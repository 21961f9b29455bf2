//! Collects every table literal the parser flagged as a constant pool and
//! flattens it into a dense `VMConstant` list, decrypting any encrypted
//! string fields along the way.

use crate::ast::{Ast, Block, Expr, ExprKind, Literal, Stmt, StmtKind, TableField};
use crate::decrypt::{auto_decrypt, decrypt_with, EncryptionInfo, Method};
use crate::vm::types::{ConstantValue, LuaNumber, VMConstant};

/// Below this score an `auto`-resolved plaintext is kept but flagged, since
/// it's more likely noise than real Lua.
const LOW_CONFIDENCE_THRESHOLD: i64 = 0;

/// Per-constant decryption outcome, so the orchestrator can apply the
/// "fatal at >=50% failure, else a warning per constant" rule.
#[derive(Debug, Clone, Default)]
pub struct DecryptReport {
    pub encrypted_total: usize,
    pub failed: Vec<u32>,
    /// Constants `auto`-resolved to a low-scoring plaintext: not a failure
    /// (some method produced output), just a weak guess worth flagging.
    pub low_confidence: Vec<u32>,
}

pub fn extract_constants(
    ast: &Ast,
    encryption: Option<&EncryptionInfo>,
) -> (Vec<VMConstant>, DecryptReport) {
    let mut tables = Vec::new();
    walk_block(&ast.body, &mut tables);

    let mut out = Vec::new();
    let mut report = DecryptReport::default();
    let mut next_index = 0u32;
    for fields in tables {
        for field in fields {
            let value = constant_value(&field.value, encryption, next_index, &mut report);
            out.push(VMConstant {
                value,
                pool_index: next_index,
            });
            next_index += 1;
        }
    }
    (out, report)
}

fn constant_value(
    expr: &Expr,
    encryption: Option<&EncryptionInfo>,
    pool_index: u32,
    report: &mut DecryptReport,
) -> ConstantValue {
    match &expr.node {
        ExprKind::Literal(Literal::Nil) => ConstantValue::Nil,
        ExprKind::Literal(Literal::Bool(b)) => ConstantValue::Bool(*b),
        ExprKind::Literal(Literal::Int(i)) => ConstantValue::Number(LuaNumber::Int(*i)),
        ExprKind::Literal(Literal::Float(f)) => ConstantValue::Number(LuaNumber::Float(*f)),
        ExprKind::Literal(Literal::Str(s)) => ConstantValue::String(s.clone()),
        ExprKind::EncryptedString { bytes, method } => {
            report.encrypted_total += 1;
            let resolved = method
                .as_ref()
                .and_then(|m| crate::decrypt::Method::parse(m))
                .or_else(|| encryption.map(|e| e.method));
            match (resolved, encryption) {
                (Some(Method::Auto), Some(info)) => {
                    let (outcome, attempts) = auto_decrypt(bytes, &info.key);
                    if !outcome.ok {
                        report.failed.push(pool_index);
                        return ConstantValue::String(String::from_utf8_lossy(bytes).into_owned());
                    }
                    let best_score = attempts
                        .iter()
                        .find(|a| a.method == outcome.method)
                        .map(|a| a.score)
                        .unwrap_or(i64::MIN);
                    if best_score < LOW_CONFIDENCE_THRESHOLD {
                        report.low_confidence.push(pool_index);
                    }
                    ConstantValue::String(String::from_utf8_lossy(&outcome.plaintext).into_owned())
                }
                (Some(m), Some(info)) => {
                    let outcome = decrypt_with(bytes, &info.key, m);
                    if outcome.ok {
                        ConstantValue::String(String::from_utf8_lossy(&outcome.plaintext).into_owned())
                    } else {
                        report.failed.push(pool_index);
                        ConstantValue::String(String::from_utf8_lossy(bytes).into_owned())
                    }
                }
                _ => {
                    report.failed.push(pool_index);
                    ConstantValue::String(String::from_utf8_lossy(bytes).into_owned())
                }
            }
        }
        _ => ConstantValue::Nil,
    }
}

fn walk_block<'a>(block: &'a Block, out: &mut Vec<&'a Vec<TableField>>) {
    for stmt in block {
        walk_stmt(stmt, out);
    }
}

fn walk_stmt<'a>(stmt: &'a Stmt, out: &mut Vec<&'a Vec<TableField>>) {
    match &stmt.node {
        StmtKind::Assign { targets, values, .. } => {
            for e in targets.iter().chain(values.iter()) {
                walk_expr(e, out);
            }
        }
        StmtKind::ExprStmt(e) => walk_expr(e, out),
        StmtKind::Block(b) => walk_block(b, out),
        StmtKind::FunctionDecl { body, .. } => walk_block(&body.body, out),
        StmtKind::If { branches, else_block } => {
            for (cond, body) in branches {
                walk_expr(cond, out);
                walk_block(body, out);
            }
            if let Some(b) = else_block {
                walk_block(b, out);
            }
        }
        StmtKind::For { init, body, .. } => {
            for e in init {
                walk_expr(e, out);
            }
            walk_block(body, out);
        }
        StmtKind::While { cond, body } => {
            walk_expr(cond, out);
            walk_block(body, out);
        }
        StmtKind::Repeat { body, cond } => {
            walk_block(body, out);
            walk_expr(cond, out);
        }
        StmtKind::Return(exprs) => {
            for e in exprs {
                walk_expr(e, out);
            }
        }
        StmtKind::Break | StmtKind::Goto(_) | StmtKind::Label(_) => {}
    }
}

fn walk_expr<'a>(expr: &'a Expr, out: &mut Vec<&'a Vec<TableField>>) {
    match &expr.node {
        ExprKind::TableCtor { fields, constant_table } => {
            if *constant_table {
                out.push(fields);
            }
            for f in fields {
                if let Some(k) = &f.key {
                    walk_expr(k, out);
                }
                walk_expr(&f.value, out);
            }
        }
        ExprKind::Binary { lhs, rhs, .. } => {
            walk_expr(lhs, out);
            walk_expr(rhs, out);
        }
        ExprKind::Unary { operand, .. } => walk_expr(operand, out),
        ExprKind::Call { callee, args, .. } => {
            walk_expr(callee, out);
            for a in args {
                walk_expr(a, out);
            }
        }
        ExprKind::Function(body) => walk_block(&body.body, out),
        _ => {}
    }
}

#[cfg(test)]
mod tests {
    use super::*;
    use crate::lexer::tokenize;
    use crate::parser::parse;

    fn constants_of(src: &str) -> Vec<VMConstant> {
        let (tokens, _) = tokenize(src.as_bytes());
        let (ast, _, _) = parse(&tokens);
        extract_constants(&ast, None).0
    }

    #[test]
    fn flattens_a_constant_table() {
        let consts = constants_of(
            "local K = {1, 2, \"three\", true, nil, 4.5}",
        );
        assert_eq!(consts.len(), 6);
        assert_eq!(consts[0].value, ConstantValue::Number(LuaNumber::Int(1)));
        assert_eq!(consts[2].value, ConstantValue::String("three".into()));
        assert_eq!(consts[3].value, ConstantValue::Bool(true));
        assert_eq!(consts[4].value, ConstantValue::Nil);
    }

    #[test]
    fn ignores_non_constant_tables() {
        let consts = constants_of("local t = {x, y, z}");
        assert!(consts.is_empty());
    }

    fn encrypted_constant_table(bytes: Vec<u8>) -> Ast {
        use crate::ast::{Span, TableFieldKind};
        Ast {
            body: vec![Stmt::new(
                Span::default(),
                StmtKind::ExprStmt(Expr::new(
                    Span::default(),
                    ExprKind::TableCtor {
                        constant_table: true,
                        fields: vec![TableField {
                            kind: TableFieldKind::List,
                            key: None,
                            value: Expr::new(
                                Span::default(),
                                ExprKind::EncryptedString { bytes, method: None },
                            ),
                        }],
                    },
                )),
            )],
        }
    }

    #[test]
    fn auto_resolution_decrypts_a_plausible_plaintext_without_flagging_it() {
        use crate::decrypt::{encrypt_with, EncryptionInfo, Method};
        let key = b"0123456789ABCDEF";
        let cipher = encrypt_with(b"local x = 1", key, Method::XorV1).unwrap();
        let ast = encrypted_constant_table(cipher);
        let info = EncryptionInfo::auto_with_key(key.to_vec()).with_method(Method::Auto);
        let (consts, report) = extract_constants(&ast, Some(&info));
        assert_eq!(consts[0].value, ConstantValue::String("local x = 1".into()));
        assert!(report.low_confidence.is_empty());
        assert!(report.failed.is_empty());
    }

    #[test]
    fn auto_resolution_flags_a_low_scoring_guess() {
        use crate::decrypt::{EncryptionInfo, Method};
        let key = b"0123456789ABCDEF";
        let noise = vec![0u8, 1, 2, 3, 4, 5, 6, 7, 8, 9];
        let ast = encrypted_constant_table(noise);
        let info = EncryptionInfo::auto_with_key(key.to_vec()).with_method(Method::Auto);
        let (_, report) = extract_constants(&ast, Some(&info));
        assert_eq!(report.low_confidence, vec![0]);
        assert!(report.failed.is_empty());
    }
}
++++++++++
### What this task involves:
Quote exactly the first line of the data and every line after it through the one holding "let mut next_index = 0u32;".

### Response to the task:
repository 21961f9b29455bf2
//! Collects every table literal the parser flagged as a constant pool and
//! flattens it into a dense `VMConstant` list, decrypting any encrypted
//! string fields along the way.

use crate::ast::{Ast, Block, Expr, ExprKind, Literal, Stmt, StmtKind, TableField};
use crate::decrypt::{auto_decrypt, decrypt_with, EncryptionInfo, Method};
use crate::vm::types::{ConstantValue, LuaNumber, VMConstant};

/// Below this score an `auto`-resolved plaintext is kept but flagged, since
/// it's more likely noise than real Lua.
const LOW_CONFIDENCE_THRESHOLD: i64 = 0;

/// Per-constant decryption outcome, so the orchestrator can apply the
/// "fatal at >=50% failure, else a warning per constant" rule.
#[derive(Debug, Clone, Default)]
pub struct DecryptReport {
    pub encrypted_total: usize,
    pub failed: Vec<u32>,
    /// Constants `auto`-resolved to a low-scoring plaintext: not a failure
    /// (some method produced output), just a weak guess worth flagging.
    pub low_confidence: Vec<u32>,
}

pub fn extract_constants(
    ast: &Ast,
    encryption: Option<&EncryptionInfo>,
) -> (Vec<VMConstant>, DecryptReport) {
    let mut tables = Vec::new();
    walk_block(&ast.body, &mut tables);

    let mut out = Vec::new();
    let mut report = DecryptReport::default();
    let mut next_index = 0u32;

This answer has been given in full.